Small tectonic plate in the Mediterranean

The Adriatic or Apulian plate is a small tectonic plate carrying primarily continental crust that broke away from the African plate along a large transform fault in the Cretaceous period. The name Adriatic plate is usually used when referring to the northern part of the plate. This part of the plate was deformed during the Alpine orogeny, when the Adriatic/Apulian plate collided with the Eurasian plate.

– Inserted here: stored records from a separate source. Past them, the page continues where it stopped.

//! The `BillStore` trait and supporting query types.
//!
//! The trait is implemented by storage backends (e.g. `legis-store-sqlite`).
//! Higher layers (`legis-ingest`, `legis-api`) depend on this abstraction,
//! not on any concrete backend.

use std::future::Future;

use crate::bill::{Analysis, Bill, BillDetails, ChatEntry, Keyword, NewChatEntry};

// ─── Query type ──────────────────────────────────────────────────────────────

/// Parameters for [`BillStore::list_bills`].
#[derive(Debug, Clone, Default)]
pub struct BillQuery {
  /// Jurisdiction code (`ca`), name (`California`) or full OCD id.
  pub jurisdiction: Option<String>,
  pub session:      Option<String>,
  /// Bills must carry this subject tag exactly.
  pub subject:      Option<String>,
  pub limit:        Option<usize>,
  pub offset:       Option<usize>,
}

/// The result of [`BillStore::upsert_bill`].
#[derive(Debug, Clone)]
pub struct Upserted {
  pub bill:    Bill,
  /// `true` if no bill with this id existed before the call.
  pub created: bool,
}

// ─── Trait ───────────────────────────────────────────────────────────────────

/// Abstraction over a bill store backend.
///
/// Bills are keyed by the source-assigned id. Upserts replace the
/// source-derived fields only; summaries, analysis text and keyword
/// associations survive re-ingestion. Nothing is ever deleted.
///
/// All methods return `Send` futures so the trait can be used in multi-threaded
/// async runtimes (e.g. tokio with `axum`).
pub trait BillStore: Send + Sync {
  type Error: std::error::Error + Send + Sync + 'static;

  // ── Bills ─────────────────────────────────────────────────────────────

  /// Insert the bill if its id is unknown, otherwise overwrite its
  /// source-derived fields. `updated_at` is set by the store.
  fn upsert_bill(
    &self,
    details: BillDetails,
  ) -> impl Future<Output = Result<Upserted, Self::Error>> + Send + '_;

  /// Retrieve a bill by id. Returns `None` if not found.
  fn get_bill<'a>(
    &'a self,
    id: &'a str,
  ) -> impl Future<Output = Result<Option<Bill>, Self::Error>> + Send + 'a;

  /// List bills matching `query`, most recently updated first.
  fn list_bills<'a>(
    &'a self,
    query: &'a BillQuery,
  ) -> impl Future<Output = Result<Vec<Bill>, Self::Error>> + Send + 'a;

  /// Case-insensitive partial match of `text` against title, abstract and
  /// identifier.
  fn search_bills<'a>(
    &'a self,
    text: &'a str,
    limit: usize,
  ) -> impl Future<Output = Result<Vec<Bill>, Self::Error>> + Send + 'a;

  // ── Analysis ──────────────────────────────────────────────────────────

  /// Overwrite the bill's summary and add each keyword to its associations.
  ///
  /// Keywords are created on first use. Adding a keyword the bill already
  /// carries is a no-op. Returns an error if the bill does not exist.
  fn record_analysis<'a>(
    &'a self,
    bill_id: &'a str,
    analysis: &'a Analysis,
  ) -> impl Future<Output = Result<Bill, Self::Error>> + Send + 'a;

  /// All keywords known to the store, in creation order.
  fn list_keywords(
    &self,
  ) -> impl Future<Output = Result<Vec<Keyword>, Self::Error>> + Send + '_;

  // ── Chat history ──────────────────────────────────────────────────────

  /// Append a question/answer pair. `created_at` is set by the store.
  fn record_chat(
    &self,
    entry: NewChatEntry,
  ) -> impl Future<Output = Result<ChatEntry, Self::Error>> + Send + '_;

  /// All chat entries for a bill, oldest first.
  fn chat_history<'a>(
    &'a self,
    bill_id: &'a str,
  ) -> impl Future<Output = Result<Vec<ChatEntry>, Self::Error>> + Send + 'a;
}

The Adriatic/Apulian plate is thought to still move independently of the Eurasian plate in NNE direction with a small component of counter-clockwise rotation. The fault zone that separates the two is the Periadriatic Seam that runs through the Alps. Studies indicate that in addition to deforming, the Eurasian continental crust has actually subducted to some extent below the Adriatic/Apulian plate, an unusual circumstance in plate tectonics. Oceanic crust of the African plate is also subducting under the Adriatic/Apulian plate off the western and southern coasts of the Italian Peninsula, creating a berm of assorted debris which rises from the seafloor and continues onshore. This subduction is also responsible for the volcanic interactions of southern Italy.

The Adriatic Sea, Istria, the eastern Italian Peninsula, Malta, and the coastal part of Slovenia are on the Adriatic/Apulian Plate. Mesozoic sedimentary rocks deposited on the plate include the limestones that form the Southern Calcareous Alps.